The following is a quotation of pre-AIA 35 U.S.C. 112, fourth paragraph:
Subject to the following paragraph [i.e., the fifth paragraph of pre-AIA 35 U.S.C. 112], a claim in dependent form shall contain a reference to a claim previously set forth and then specify a further limitation of the subject matter claimed. A claim in dependent form shall be construed to incorporate by reference all the limitations of the claim to which it refers.
Claims 27-28 and 37-38 are rejected under 35 U.S.C. 112(d) or pre-AIA 35 U.S.C. 112, 4th paragraph, as being of improper dependent form for failing to further limit the subject matter of the claim upon which it depends, or for failing to include all the limitations of the claim upon which it depends.
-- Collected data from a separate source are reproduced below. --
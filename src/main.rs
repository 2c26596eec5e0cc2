//! CLI entry point for the fish study tool.
//!
//! Runs the built-in field survey and prints its report, species trends,
//! or per-sample details.

use anyhow::Result;
use chrono::Local;
use clap::{Parser, Subcommand};
use fish_study::{
    demo::demo_study,
    labels::{Labels, Locale},
    output::{OutputFormat, write_trends},
    study::FishStudy,
};
use std::ffi::OsStr;
use std::path::Path;
use tracing::info;
use tracing_subscriber::{
    EnvFilter, Layer,
    fmt::{self, format::FmtSpan},
    layer::SubscriberExt,
    util::SubscriberInitExt,
};

#[derive(Parser)]
#[command(name = "fish_study")]
#[command(about = "Field survey reporting for fish studies", long_about = None)]
struct Cli {
    /// Built-in label set for the report
    #[arg(short, long, value_enum, default_value_t = Locale::En, global = true)]
    locale: Locale,

    /// JSON file overriding report labels
    #[arg(long, value_name = "FILE", global = true)]
    labels: Option<String>,

    #[command(subcommand)]
    command: Option<Commands>,
}

#[derive(Subcommand)]
enum Commands {
    /// Print the study report
    Report,
    /// Print the species distribution and observation count
    Trends {
        /// Output format
        #[arg(short, long, value_enum, default_value_t = OutputFormat::Text)]
        format: OutputFormat,
    },
    /// Print classification, metrics and recording details for each observation
    Samples,
}

fn main() -> Result<()> {
    dotenvy::dotenv().ok(); // Load .env file

    // Logging setup: colored stderr + JSON rolling log file
    let log_file_path =
        std::env::var("LOG_FILE_PATH").unwrap_or_else(|_| "logs/fish_study.log".to_string());
    let log_dir = Path::new(&log_file_path)
        .parent()
        .unwrap_or(Path::new("logs"));
    let log_file_name = Path::new(&log_file_path)
        .file_name()
        .unwrap_or(OsStr::new("fish_study.log"));

    let file_appender = tracing_appender::rolling::daily(log_dir, log_file_name);
    let (non_blocking_file, _file_guard) = tracing_appender::non_blocking(file_appender);

    let stderr_layer = fmt::layer()
        .with_target(true)
        .with_span_events(FmtSpan::CLOSE)
        .with_ansi(true)
        .with_writer(std::io::stderr)
        .with_filter(EnvFilter::from_env("RUST_LOG").add_directive("info".parse().unwrap()));

    let json_layer = fmt::layer()
        .json()
        .with_current_span(true)
        .with_span_list(true)
        .with_writer(non_blocking_file)
        .with_filter(EnvFilter::from_env("RUST_LOG_JSON").add_directive("debug".parse().unwrap()));

    tracing_subscriber::registry()
        .with(stderr_layer)
        .with(json_layer)
        .init();

    let cli = Cli::parse();

    let labels = match &cli.labels {
        Some(path) => {
            info!(path = %path, "Loading report labels");
            Labels::load(path)?
        }
        None => Labels::for_locale(cli.locale),
    };

    let mut study = demo_study(Local::now().naive_local());

    match cli.command {
        None => {
            println!("{}", study.generate_report(&labels));
            write_trends(std::io::stdout().lock(), &study.analyze_trends(), OutputFormat::Text)?;
        }
        Some(Commands::Report) => {
            print!("{}", study.generate_report(&labels));
        }
        Some(Commands::Trends { format }) => {
            write_trends(std::io::stdout().lock(), &study.analyze_trends(), format)?;
        }
        Some(Commands::Samples) => {
            print_samples(&mut study, &labels);
        }
    }

    Ok(())
}

/// Prints every sample's classification and metrics, then analyzes and
/// exports each sound recording.
#[tracing::instrument(skip_all, fields(project = %study.project_name()))]
fn print_samples(study: &mut FishStudy, labels: &Labels) {
    for (i, obs) in study.observations_mut().enumerate() {
        let (lat, lon) = obs.location().coordinates();
        println!(
            "Observation {} at {} ({:.4}, {:.4}), {} by {}",
            i + 1,
            obs.location().name(),
            lat,
            lon,
            obs.date().format("%Y-%m-%d %H:%M"),
            obs.observer()
        );

        for sample in obs.fish_samples() {
            let metrics = sample.calculate_metrics();
            println!("  {}", sample.classify_species());
            println!(
                "    ratio={:.4} size={}",
                metrics.length_weight_ratio,
                metrics.size_category.label()
            );
        }

        for recording in obs.sound_recordings_mut() {
            let analysis = recording.analyze_sound();
            println!("  {}", recording.export_data());
            println!("    format={} duration={}s", analysis.format, analysis.duration);
        }

        if let Some(trap) = obs.trap_data() {
            println!(
                "  Trap {}: {} caught, efficiency {:.2}/h",
                trap.trap_type(),
                trap.catch_count(),
                trap.calculate_efficiency()
            );
        }

        if !obs.photos().is_empty() {
            println!("  {}", obs.photo_listing(labels));
        }
    }

    info!(observations = study.observations().len(), "Sample details printed");
}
Claims 27-28 depend from canceled claim 26 and Claims 37-38 depend from canceled claim 36. Applicant may cancel the claim(s), amend the claim(s) to place the claim(s) in proper dependent form, rewrite the claim(s) in independent form, or present a sufficient showing that the dependent claim(s) complies with the statutory requirements.
Double Patenting
The nonstatutory double patenting rejection is based on a judicially created doctrine grounded in public policy (a policy reflected in the statute) so as to prevent the unjustified or improper timewise extension of the “right to exclude” granted by a patent and to prevent possible harassment by multiple assignees. A nonstatutory double patenting rejection is appropriate where the conflicting claims are not identical, but at least one examined application claim is not patentably distinct from the reference claim(s) because the examined application claim is either anticipated by, or would have been obvious over, the reference claim(s). See, e.g., In re Berg, 140 F.3d 1428, 46 USPQ2d 1226 (Fed. Cir. 1998); In re Goodman, 11 F.3d 1046, 29 USPQ2d 2010 (Fed. Cir. 1993); In re Longi, 759 F.2d 887, 225 USPQ 645 (Fed. Cir. 1985); In re Van Ornum, 686 F.2d 937, 214 USPQ 761 (CCPA 1982); In re Vogel, 422 F.2d 438, 164 USPQ 619 (CCPA 1970); In re Thorington, 418 F.2d 528, 163 USPQ 644 (CCPA 1969).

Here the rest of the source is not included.